Mrk 496/NGC 6090 is a pair of merging galaxies, a bit over 400 million light-years distant in Draco. They remind me of the Antenna galaxies, Arp 244 but for some reason, these didn't make it into his atlas and they did. The northern galaxy is quite red while the southern is blue. Both are listed at NED as being Sd pec starburst galaxies. Nearby is CGCG 275-028 an E0 galaxy with plumes. Did it also interact with Mrk 496 or one of its galaxies or is the plume due to some other unfortunate galaxy it consumed in the recent past? While there's information on Mrk 496 I found little on this companion. The third major galaxy in this field is UGC 10261. The three comprise the WBL 610 galaxy group though UGC 10261 is not at all related to the other two galaxies. In fact, it seems to be the major galaxy in its own galaxy cluster SDSS-C4 3095 which NED lists as having 24 members. I find some 23 galaxies at its approximate distance of 840 million light-years in the frame. NED gives no angular size for the cluster. It appears to cover much of the right half of my image. It is a huge galaxy that I measure at over 300,000 light-years in size. It dwarfs Mrk 496 which I measure at only 51,000 light-years for the two galaxies themselves. Adding in the plumes they are much larger at a bit under 300,000 light-years so again UGC 10261 without plumes still beats it. CGCG 275-028 including plumes is only 100,000 light-years in size. Ignoring the plumes it is only 37,000 light-years in size. NGC 6090 was discovered by Lewis Swift on June 24, 1887.

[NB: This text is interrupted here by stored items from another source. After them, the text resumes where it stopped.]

//! Upload strategy.
//!
//! Places file bytes in object storage and commits metadata. The proxy
//! path (one multipart POST, server does the storage write) is always
//! tried first because it sidesteps cross-origin restrictions on the
//! storage endpoint. Only when the proxy fails does the three-step direct
//! path run: obtain a presigned ticket, PUT the bytes with bounded
//! retries, then fetch canonical metadata. When both paths fail the
//! errors are joined so the caller can log the full diagnosis.

use anyhow::{anyhow, Result};
use std::time::Duration;

use crate::config::UploadConfig;
use crate::models::FileMetadata;
use crate::transport::{FilePayload, Transport, TransportError, UploadTicketRequest};

/// Where an upload lands: a conversation's document set or a folder.
#[derive(Debug, Clone)]
pub enum UploadScope {
    Conversation {
        chat_id: String,
        description: Option<String>,
        tags: Vec<String>,
        /// Knowledge-base uploads only implement the proxy path; the
        /// direct fallback is deliberately not attempted for them.
        proxy_only: bool,
    },
    Folder {
        folder_id: String,
    },
}

#[derive(Clone)]
pub struct UploadStrategy {
    transport: Transport,
    retry: UploadConfig,
}

impl UploadStrategy {
    pub fn new(transport: Transport, retry: UploadConfig) -> Self {
        Self { transport, retry }
    }

    /// Upload `file` under `scope`, returning the canonical metadata.
    pub async fn upload(
        &self,
        file: &FilePayload,
        token: &str,
        scope: &UploadScope,
    ) -> Result<FileMetadata> {
        match scope {
            UploadScope::Conversation {
                chat_id,
                description,
                tags,
                proxy_only,
            } => {
                let proxy_err = match self
                    .transport
                    .proxy_upload(file, token, Some(chat_id), description.as_deref(), tags)
                    .await
                {
                    Ok(metadata) => return Ok(metadata),
                    Err(e) => e,
                };

                if *proxy_only {
                    return Err(anyhow!("proxy upload failed: {proxy_err}"));
                }

                match self
                    .direct_upload(file, token, Some(chat_id), description, tags)
                    .await
                {
                    Ok(metadata) => Ok(metadata),
                    Err(direct_err) => Err(anyhow!(
                        "proxy upload failed ({proxy_err}); direct upload failed ({direct_err})"
                    )),
                }
            }
            UploadScope::Folder { folder_id } => {
                let proxy_err = match self
                    .transport
                    .folder_proxy_upload(folder_id, file, token)
                    .await
                {
                    Ok(metadata) => return Ok(metadata),
                    Err(e) => e,
                };

                match self.direct_folder_upload(file, token, folder_id).await {
                    Ok(metadata) => Ok(metadata),
                    Err(direct_err) => Err(anyhow!(
                        "proxy upload failed ({proxy_err}); direct upload failed ({direct_err})"
                    )),
                }
            }
        }
    }

    async fn direct_upload(
        &self,
        file: &FilePayload,
        token: &str,
        chat_id: Option<&str>,
        description: &Option<String>,
        tags: &[String],
    ) -> Result<FileMetadata> {
        let ticket = self
            .transport
            .create_upload_ticket(
                &UploadTicketRequest {
                    filename: file.name.clone(),
                    file_type: file.mime.clone(),
                    file_size: file.bytes.len() as u64,
                    chat_id: chat_id.map(str::to_string),
                    folder_id: None,
                    description: description.clone(),
                    tags: tags.to_vec(),
                },
                token,
            )
            .await?;

        self.put_with_retries(&ticket.upload_url, file).await?;

        let metadata = self.transport.get_metadata(&ticket.file_id, token).await?;
        Ok(metadata)
    }

    async fn direct_folder_upload(
        &self,
        file: &FilePayload,
        token: &str,
        folder_id: &str,
    ) -> Result<FileMetadata> {
        let ticket = self
            .transport
            .folder_upload_ticket(
                folder_id,
                &UploadTicketRequest {
                    filename: file.name.clone(),
                    file_type: file.mime.clone(),
                    file_size: file.bytes.len() as u64,
                    chat_id: None,
                    folder_id: Some(folder_id.to_string()),
                    description: None,
                    tags: Vec::new(),
                },
                token,
            )
            .await?;

        self.put_with_retries(&ticket.upload_url, file).await?;

        self.transport
            .folder_complete_upload(folder_id, &ticket.file_id, token)
            .await?;

        let metadata = self.transport.get_metadata(&ticket.file_id, token).await?;
        Ok(metadata)
    }

    /// PUT the bytes to the presigned URL. The first attempt plus up to
    /// `max_put_retries` more; 4xx fails immediately, 5xx / network /
    /// per-attempt timeout back off and retry. Caller cancellation drops
    /// the future, so an aborted attempt is never retried.
    async fn put_with_retries(&self, upload_url: &str, file: &FilePayload) -> Result<()> {
        let mut last_err: Option<TransportError> = None;

        for attempt in 0..=self.retry.max_put_retries {
            if attempt > 0 {
                let delay = (self.retry.backoff_base_secs << (attempt - 1))
                    .min(self.retry.backoff_cap_secs);
                tokio::time::sleep(Duration::from_secs(delay)).await;
            }

            match self
                .transport
                .put_bytes_to_storage(upload_url, file.bytes.clone(), &file.mime)
                .await
            {
                Ok(()) => return Ok(()),
                Err(e) if e.is_client_error() => {
                    return Err(anyhow!("storage PUT rejected: {e}"));
                }
                Err(e) => {
                    last_err = Some(e);
                }
            }
        }

        let detail = last_err
            .map(|e| e.to_string())
            .unwrap_or_else(|| "no attempt completed".to_string());
        Err(anyhow!(
            "storage PUT failed after {} attempts: {}",
            self.retry.max_put_retries + 1,
            detail
        ))
    }
}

The field contains one flat galaxy, FGC 2000 and below it a blue star-like object listed as SHOC 528, a blue compact galaxy. The SHOC is the Sloan HII galaxies with Oxygen abundance Catalog. Why it isn't the SHGOAC I don't know. Can't be pronounced "Shock" I suppose is the main reason. There are a half-dozen or so quasar candidates (UvES) in the image but only 1 NED considers proven.

I had thought the first two blue frames had been hit by clouds. They were fine but since they were considered lost to clouds the system retook them so I ended up with 4 good blue frames. That improves the signal to noise ratio of the blue data over the green and red but doesn't skew the color balance, so I used all 4.

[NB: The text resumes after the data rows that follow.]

#[derive(Debug, Clone, Default, Serialize)]
pub struct MetadataUpdate {
    #[serde(skip_serializing_if = "Option::is_none")]
    pub filename: Option<String>,
    #[serde(skip_serializing_if = "Option::is_none")]
    pub description: Option<String>,
    #[serde(skip_serializing_if = "Option::is_none")]
    pub tags: Option<Vec<String>>,
}

#[derive(Debug, Clone, Deserialize)]
pub struct ProcessFileResponse {
    pub success: bool,
    #[serde(default)]
    pub error: Option<String>,
    #[serde(default)]
    pub file_info: Option<Value>,
    #[serde(default)]
    pub processed_data: Option<Value>,
}

#[derive(Debug, Clone, Serialize)]
pub struct FolderPayload {
    pub name: String,
    #[serde(rename = "fileIds")]
    pub file_ids: Vec<String>,
    #[serde(rename = "type")]
    pub folder_type: String,
}

#[derive(Debug, Clone, Deserialize)]
pub struct GenerateReportResponse {
    pub success: bool,
    pub job_id: String,
}

#[derive(Debug, Clone, Deserialize)]
pub struct JobStatusResponse {
    pub status: JobStatus,
    #[serde(default)]
    pub progress: Option<u8>,
    #[serde(default)]
    pub warnings: Vec<String>,
    #[serde(default)]
    pub error: Option<String>,
    #[serde(default)]
    pub error_message: Option<String>,
}

impl JobStatusResponse {
    /// The server spells render failures two ways; prefer the explicit one.
    pub fn failure_message(&self) -> Option<String> {
        self.error_message.clone().or_else(|| self.error.clone())
    }
}

#[derive(Debug, Clone, Deserialize)]
pub struct ReportArtifact {
    pub filename: String,
    #[serde(default)]
    pub size: u64,
    #[serde(default)]
    pub created: Option<String>,
    #[serde(default)]
    pub modified: Option<String>,
}

#[derive(Debug, Clone, Deserialize)]
struct ReportListResponse {
    #[serde(default)]
    reports: Vec<ReportArtifact>,
}

// AI agent wire shapes (POST /agent/run).

#[derive(Debug, Serialize)]
struct AgentMessageWire {
    role: &'static str,
    content: String,
}

#[derive(Debug, Serialize)]
struct AgentInputWire {
    messages: Vec<AgentMessageWire>,
    #[serde(skip_serializing_if = "Option::is_none")]
    session_id: Option<String>,
}

#[derive(Debug, Serialize)]
struct AgentRequestWire {
    input: AgentInputWire,
    stream: bool,
}

#[derive(Debug, Deserialize)]
struct AgentOutputWire {
    content: String,
}

#[derive(Debug, Deserialize)]
struct AgentResponseWire {
    success: bool,
    #[serde(default)]
    output: Option<AgentOutputWire>,
    #[serde(default)]
    error: Option<String>,
}

/// A file ready for the wire: name, declared MIME, and bytes.
#[derive(Debug, Clone)]
pub struct FilePayload {
    pub name: String,
    pub mime: String,
    pub bytes: Vec<u8>,
}

// ============ Transport ============

#[derive(Clone)]
pub struct Transport {
    client: Client,
    base_url: String,
    upload_timeout: Duration,
    request_timeout: Duration,
    health_timeout: Duration,
    storage_put_timeout: Duration,
    ai_api_url: Option<String>,
}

For Hubble's "somewhat" better version (east at the top rather than north) of this galaxy see: http://hubblesite.org/newscenter/archive/releases/2008/16/image/bx/ This was taken on one of my best nights of the year so finally I'm going deep, something conditions have prevented for many months now. Due to this, I was able to pick up many of the rather faint galaxies in the HST image. HST shows detail in them while they are just blobs for me but at least many are there.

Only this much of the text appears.